Warnings rise as rising rates put pressure on LDI

Rising interest rates are placing unprecedented liquidity constraints on some of the UK’s largest corporate pension funds, the main users of LDI strategies. According to a recent research note from consulting firm Mercer, an increasing number of plans need to sell liquid assets like stocks and high-quality corporate bonds to raise funds in order to maintain the level of leverage needed to ensure that they can cover their liabilities.

“To keep leverage at acceptable levels, pooled LDI funds issue regular collateral calls,” says Daniel Melley, head of UK investments at Mercer. Leverage, or borrowing to gain greater exposure to inflation rates and movements, is used in LDI mandates for risk management purposes in relation to liabilities. It is also used to allow systems to purchase growth assets that otherwise would not be possible. But as interest rates rise, this results in losses on the gilt or swap assets held in these portfolios, which in turn leads to increased leverage ratios.

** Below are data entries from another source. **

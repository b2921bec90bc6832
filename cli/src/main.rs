use std::{net::SocketAddr, path::PathBuf, time::Duration};

use anyhow::{bail, Context, Result};
use clap::{Args, Parser, Subcommand};
use stationhub::{
    config::{DEFAULT_PORT, EXPIRY, MAX_RECORDS},
    Client, Config, Outcome, Reading, Retention, Server,
};
use tokio_util::sync::CancellationToken;
use tracing_subscriber::{fmt, EnvFilter};

/// Aggregates weather readings from many content sources behind a Lamport
/// clock.
#[derive(Parser)]
#[command(name = "stationhub-cli", version, about)]
struct Cli {
    /// Logging verbosity (trace, debug, info, warn, error) or a full filter.
    #[arg(long, default_value = "info", global = true)]
    log_level: String,

    #[command(subcommand)]
    command: Command,
}

#[derive(Subcommand)]
enum Command {
    /// Run the aggregator.
    Serve(ServeArgs),
    /// Submit a station file as a content source.
    Put(PutArgs),
    /// Fetch the latest reading.
    Get(GetArgs),
}

#[derive(Args)]
struct ServeArgs {
    #[arg(short, long, default_value_t = DEFAULT_PORT)]
    port: u16,
    /// Address to bind on.
    #[arg(long, default_value = "0.0.0.0")]
    host: std::net::IpAddr,
    #[arg(long, default_value = "data")]
    data_dir: PathBuf,
    #[arg(long, default_value_t = MAX_RECORDS)]
    max_records: usize,
    /// Seconds of silence after which a source is evicted.
    #[arg(long, default_value_t = EXPIRY.as_secs())]
    expiry: u64,
    /// Seconds between sweeps for silent sources.
    #[arg(long, default_value_t = 1)]
    sweep_interval: u64,
    /// Keep every submission rather than only the latest per source.
    #[arg(long)]
    full_history: bool,
}

#[derive(Args)]
struct PutArgs {
    /// Aggregator address, `host:port`.
    #[arg(short, long)]
    server: String,
    /// Station file of `key:value` lines.
    #[arg(short, long)]
    file: PathBuf,
    /// Re-read and resubmit the file every this many seconds, forever.
    #[arg(long)]
    interval: Option<u64>,
    #[arg(long, default_value_t = 3)]
    retries: u32,
}

#[derive(Args)]
struct GetArgs {
    /// Aggregator address, `host:port`.
    #[arg(short, long)]
    server: String,
    /// Only readings from this station.
    #[arg(long)]
    id: Option<String>,
    #[arg(long, default_value_t = 3)]
    retries: u32,
}

fn main() -> Result<()> {
    let cli = Cli::parse();

    let filter = EnvFilter::try_new(&cli.log_level)
        .with_context(|| format!("invalid log level: {}", cli.log_level))?;
    fmt().with_env_filter(filter).with_target(false).init();

    let rt = tokio::runtime::Builder::new_multi_thread()
        .enable_all()
        .build()
        .context("building tokio runtime")?;

    rt.block_on(async {
        match cli.command {
            Command::Serve(args) => serve(args).await,
            Command::Put(args) => put(args).await,
            Command::Get(args) => get(args).await,
        }
    })
}

async fn serve(args: ServeArgs) -> Result<()> {
    let config = Config::builder()
        .listen_addr(SocketAddr::new(args.host, args.port))
        .data_dir(args.data_dir)
        .max_records(args.max_records)
        .expiry(Duration::from_secs(args.expiry))
        .sweep_interval(Duration::from_secs(args.sweep_interval.max(1)))
        .retention(if args.full_history {
            Retention::FullHistory
        } else {
            Retention::LatestPerSource
        })
        .build();

    let server = Server::bind(&config)
        .await
        .with_context(|| format!("starting aggregator on {}", config.listen_addr))?;
    server.run(shutdown_token()).await.context("serving")
}

/// A token cancelled on SIGINT or SIGTERM.
fn shutdown_token() -> CancellationToken {
    let token = CancellationToken::new();
    let cancel = token.clone();
    tokio::spawn(async move {
        let ctrl_c = tokio::signal::ctrl_c();
        #[cfg(unix)]
        {
            use tokio::signal::unix::{signal, SignalKind};
            match signal(SignalKind::terminate()) {
                Ok(mut sigterm) => {
                    tokio::select! {
                        _ = ctrl_c => tracing::info!("received SIGINT, shutting down"),
                        _ = sigterm.recv() => tracing::info!("received SIGTERM, shutting down"),
                    }
                }
                Err(e) => {
                    tracing::warn!(error = %e, "could not listen for SIGTERM");
                    let _ = ctrl_c.await;
                }
            }
        }
        #[cfg(not(unix))]
        {
            let _ = ctrl_c.await;
            tracing::info!("received SIGINT, shutting down");
        }
        cancel.cancel();
    });
    token
}

async fn put(args: PutArgs) -> Result<()> {
    let client = Client::builder()
        .server(args.server)
        .retries(args.retries)
        .build();
    loop {
        let text = tokio::fs::read_to_string(&args.file)
            .await
            .with_context(|| format!("reading {}", args.file.display()))?;
        let reading = Reading::from_station_text(&text)
            .with_context(|| format!("parsing {}", args.file.display()))?;
        let response = client.put(&reading).await.context("submitting reading")?;
        match response.outcome {
            Outcome::Created | Outcome::Updated => {
                tracing::info!(id = reading.id(), outcome = ?response.outcome, clock = response.clock, "submitted");
            }
            other => bail!("aggregator refused reading: {other:?}"),
        }
        match args.interval {
            Some(secs) => tokio::time::sleep(Duration::from_secs(secs.max(1))).await,
            None => return Ok(()),
        }
    }
}

async fn get(args: GetArgs) -> Result<()> {
    let client = Client::builder()
        .server(args.server)
        .retries(args.retries)
        .build();
    let response = client.get(args.id.as_deref()).await.context("querying aggregator")?;
    match response.outcome {
        Outcome::Found(reading) => {
            for (key, value) in reading.fields() {
                println!("{key}: {value}");
            }
            Ok(())
        }
        Outcome::NotFound => bail!("no data"),
        other => bail!("aggregator refused query: {other:?}"),
    }
}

Responding to margin calls requires quick action, warns Melley. “In the short term, pension funds will need to respond to collateral calls from their LDI managers to protect coverage levels. The key point here is that eligible assets (usually cash/gilts) will need to be made available quickly, within days. This could be difficult, especially when the sale of growth assets has currency implications. »

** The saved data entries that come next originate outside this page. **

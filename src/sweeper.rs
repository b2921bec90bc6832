use std::sync::Arc;

use tokio::{
    select,
    task::JoinHandle,
    time::{self, Duration, MissedTickBehavior},
};
use tokio_util::sync::CancellationToken;
use tracing::{debug, debug_span, info, warn, Instrument};

use crate::service::Aggregator;

/// Periodically evicts sources that have stopped submitting.
///
/// Elapsed time is the only signal: a slow source and a dead one look the
/// same until the expiry cutoff passes. The period only needs to be well
/// inside that cutoff.
pub struct Sweeper {
    hub: Arc<Aggregator>,
    period: Duration,
}

impl Sweeper {
    pub fn new(hub: Arc<Aggregator>, period: Duration) -> Self {
        Self { hub, period }
    }

    /// Runs the sweeper on its own task until `cancel` fires.
    pub fn spawn(self, cancel: CancellationToken) -> JoinHandle<()> {
        tokio::spawn(self.run(cancel).instrument(debug_span!("sweeper")))
    }

    async fn run(self, cancel: CancellationToken) {
        let mut interval = time::interval(self.period);
        interval.set_missed_tick_behavior(MissedTickBehavior::Delay);
        debug!(period = ?self.period, "sweeper started");
        loop {
            select! {
                _ = cancel.cancelled() => break,
                _ = interval.tick() => {
                    self.sweep_once().await;
                }
            }
        }
        debug!("sweeper stopped");
    }

    /// One pass: evicts silent sources and removes what they left in staging.
    pub async fn sweep_once(&self) -> Vec<String> {
        let evicted = match self.hub.evict_silent().await {
            Ok(evicted) => evicted,
            Err(e) => {
                warn!(error = %e, "sweep could not commit evictions");
                return Vec::new();
            }
        };
        for id in &evicted {
            match self.hub.discard_staged_for(id).await {
                Ok(0) => info!(id, "evicted silent source"),
                Ok(removed) => info!(id, removed, "evicted silent source and its staged readings"),
                Err(e) => warn!(id, error = %e, "evicted silent source, staging not cleaned"),
            }
        }
        evicted
    }
}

Given that inflationary pressures in the economy are not expected to subside in the near term, it is likely that central banks will continue to raise interest rates. “If the pace exceeds market expectations, it will cause further stress on LDI portfolios,” predicts Melley. “A significant proportion (of pension funds) will need to move quickly to ensure they have dry powder to meet further collateral calls, should interest rates rise further.”

Additionally, James Brundrett, senior investment consultant and partner at Mercer, warns that since interest rate hikes this year have now exceeded the typical cushion put in place in LDI portfolios – a 1.5% increase in long-term returns from gilts – many pension fund collateral buffers have run out. “The pension fund guarantee is running out and we are seeing clients looking to replenish.”

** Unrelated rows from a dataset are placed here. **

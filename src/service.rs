use std::{io, path::PathBuf, time::SystemTime};

use hashbrown::HashMap;
use parking_lot::Mutex;
use tokio::{
    fs,
    sync::Mutex as AsyncMutex,
    time::{Duration, Instant},
};
use tracing::{debug, info, warn};

use crate::{
    clock::LamportClock,
    config::Config,
    journal::{instant_at, Journal, Snapshot},
    reading::{Reading, ReadingError},
    recovery::{self, RecoveryReport},
    staging::StagingArea,
    store::{RecordStore, Upsert},
};

/// The result of one request, as seen by the peer that sent it.
#[derive(Debug, Clone, PartialEq, Eq)]
pub enum Outcome {
    /// First reading from a source.
    Created,
    /// Reading from a source the store already held.
    Updated,
    Found(Reading),
    NotFound,
    /// A submission with an empty body.
    NoContent,
    Malformed(String),
    InternalError(String),
    BadRequest(String),
}

#[derive(Debug, Clone, PartialEq, Eq)]
pub struct Response {
    pub outcome: Outcome,
    /// The aggregator's logical time when the response was produced.
    pub clock: u64,
}

/// The aggregator: owns the logical clock, the record store, the staging area
/// and the main store file, and turns requests into [`Response`]s.
///
/// Handlers share it behind an `Arc`. The clock is updated atomically on its
/// own; the store is only ever touched inside short critical sections that
/// never await. Changes are made to a copy of the store, written to the main
/// store file, and only then installed, one commit at a time, so a failed
/// write leaves nothing behind in memory.
pub struct Aggregator {
    clock: LamportClock,
    store: Mutex<RecordStore>,
    /// Held across a whole commit. Numbers main store file snapshots.
    generation: AsyncMutex<u64>,
    staging: StagingArea,
    journal: Journal,
    expiry: Duration,
}

impl Aggregator {
    /// Loads the main store file, replays anything left in staging, and
    /// returns an aggregator ready to serve.
    pub async fn open(config: &Config) -> io::Result<Self> {
        fs::create_dir_all(&config.data_dir).await?;
        let staging = StagingArea::open(config.staging_dir()).await?;
        let journal = Journal::new(config.store_file());
        let mut store = RecordStore::new(config.max_records, config.retention);

        let now = SystemTime::now();
        let mut stale = 0;
        let mut committed = HashMap::new();
        for (reading, received_at) in journal.load().await? {
            if now.duration_since(received_at).unwrap_or_default() > config.expiry {
                stale += 1;
                continue;
            }
            committed.insert(reading.id().to_owned(), received_at);
            store.upsert(reading, instant_at(received_at));
        }

        let generation = 1;
        let RecoveryReport {
            recovered,
            expired,
            corrupt,
            superseded,
        } = recovery::recover(
            &staging,
            &mut store,
            &journal,
            &committed,
            generation,
            config.expiry,
        )
        .await?;
        info!(
            records = store.len(),
            stale, recovered, expired, corrupt, superseded,
            data_dir = %config.data_dir.display(),
            "store ready"
        );

        Ok(Self {
            clock: LamportClock::new(),
            store: Mutex::new(store),
            generation: AsyncMutex::new(generation),
            staging,
            journal,
            expiry: config.expiry,
        })
    }

    /// Admits a reading sent at logical time `sent_at`.
    ///
    /// The reading is staged to disk, merged into the store, written to the
    /// main store file, and only then unstaged. Failures are returned as
    /// outcomes and leave neither a staged artifact nor a merged record
    /// behind.
    pub async fn submit(&self, sent_at: u64, body: &[u8]) -> Response {
        self.clock.observe(sent_at);

        let reading = match Reading::parse(body) {
            Ok(reading) => reading,
            Err(ReadingError::Empty) => return self.respond(Outcome::NoContent),
            Err(e) => {
                warn!(error = %e, "rejecting malformed reading");
                return self.respond(Outcome::Malformed(e.to_string()));
            }
        };
        let id = reading.id().to_owned();

        let staged = match self.staging.stage(&reading).await {
            Ok(path) => path,
            Err(e) => {
                warn!(id, error = %e, "could not stage reading");
                return self.respond(Outcome::InternalError(e.to_string()));
            }
        };

        let committed = self
            .commit(|store| (store.upsert(reading, Instant::now()), true))
            .await;
        self.staging.discard(&staged).await;

        let upsert = match committed {
            Ok(upsert) => upsert,
            Err(e) => {
                warn!(id, error = %e, "could not write store file");
                return self.respond(Outcome::InternalError(e.to_string()));
            }
        };

        let response = self.respond(match upsert {
            Upsert::Created => Outcome::Created,
            Upsert::Updated => Outcome::Updated,
        });
        debug!(id, ?upsert, clock = response.clock, "reading admitted");
        response
    }

    /// Answers with the newest reading overall, or the newest from `id`.
    pub fn query(&self, sent_at: u64, id: Option<&str>) -> Response {
        self.clock.observe(sent_at);
        let found = {
            let store = self.store.lock();
            match id {
                Some(id) => store.latest_for(id).cloned(),
                None => store.latest().cloned(),
            }
        };
        self.respond(match found {
            Some(reading) => Outcome::Found(reading),
            None => Outcome::NotFound,
        })
    }

    /// Answers a request that could not be understood. `sent_at` is the
    /// sender's time if it could be read.
    pub fn reject(&self, sent_at: Option<u64>, reason: impl Into<String>) -> Response {
        if let Some(sent_at) = sent_at {
            self.clock.observe(sent_at);
        }
        self.respond(Outcome::BadRequest(reason.into()))
    }

    /// Removes every source silent for longer than the expiry cutoff and
    /// commits the change to the main store file. Returns the evicted ids.
    /// If the file cannot be written the sources stay until the next call.
    pub async fn evict_silent(&self) -> io::Result<Vec<String>> {
        let expiry = self.expiry;
        self.commit(|store| {
            let evicted = store.evict_older_than(expiry, Instant::now());
            let changed = !evicted.is_empty();
            (evicted, changed)
        })
        .await
    }

    /// Applies `change` to a copy of the store, writes the copy to the main
    /// store file, and installs it. `change` also reports whether it altered
    /// anything; if not, nothing is written. Commits run one at a time, so the
    /// store seen by queries only ever moves from one written snapshot to the
    /// next.
    async fn commit<T>(
        &self,
        change: impl FnOnce(&mut RecordStore) -> (T, bool),
    ) -> io::Result<T> {
        let mut generation = self.generation.lock().await;
        let mut next = self.store.lock().clone();
        let (out, changed) = change(&mut next);
        if !changed {
            return Ok(out);
        }

        let snapshot = Snapshot::capture(*generation + 1, &next);
        self.journal.write(snapshot).await?;
        *generation += 1;
        *self.store.lock() = next;
        Ok(out)
    }

    /// Deletes staged artifacts `id` left behind before the expiry window.
    pub async fn discard_staged_for(&self, id: &str) -> io::Result<usize> {
        let before = SystemTime::now()
            .checked_sub(self.expiry)
            .unwrap_or(SystemTime::UNIX_EPOCH);
        self.staging.remove_for_source(id, before).await
    }

    pub fn clock(&self) -> &LamportClock {
        &self.clock
    }

    pub fn expiry(&self) -> Duration {
        self.expiry
    }

    pub fn len(&self) -> usize {
        self.store.lock().len()
    }

    pub fn is_empty(&self) -> bool {
        self.store.lock().is_empty()
    }

    pub fn staging_dir(&self) -> PathBuf {
        self.staging.dir().to_path_buf()
    }

    fn respond(&self, outcome: Outcome) -> Response {
        Response {
            clock: self.clock.tick(),
            outcome,
        }
    }
}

The problem could not only turn pension funds into forced sellers. Some may not be able to hedge as much as they have and may have to accept lower levels of hedging if they run out of liquid assets that could be used to supplement their LDI strategies’ collateral. Indicate increased levels of risk and potentially wider implications from the perspective of commitment, funding, investment strategy and journey plan.


Positively, Brundrett points out that pension fund liabilities are also declining. Rising interest rates will also lower the value of liabilities, potentially reducing the size of deficits and increasing the impact of contributions. “As interest rates go up, hedges lose money, but liabilities also go down,” he says.

However, critics counter that the value of liabilities should always be considered in relation to the value of assets, noting that the value of assets can fall more than the value of liabilities if funds have had to sell assets to meet margin calls. .

“It’s the difference between the value of assets and liabilities that matters, and the value of assets will fall because of forced sales,” says Professor David Blake, Director of the Pensions Institute, Bayes Business School, City, University of London, which backs pension funds, should not borrow in times of economic uncertainty. “Having to sell assets in a falling market is pure speculation. It’s especially difficult if they all have to do it at the same time and the liquidity disappears.

Brundrett and Melley emphasize that LDI’s global portfolios have passed the test of managing funding level volatility over the past decade and remain a key component of pension fund risk management.

But significant risks await us. “Governance models will be challenged to see if the funds were able to react as quickly as hoped. Boards will need to know where to go if they need more assurances; if not corporate bonds, where do they go? If pension funds are forced to turn to illiquid assets, this opens up a series of new valuation and pricing challenges “Illiquid assets are not marked to market. In allocations like private equity, pricing is obsolete,” Brundrett concludes.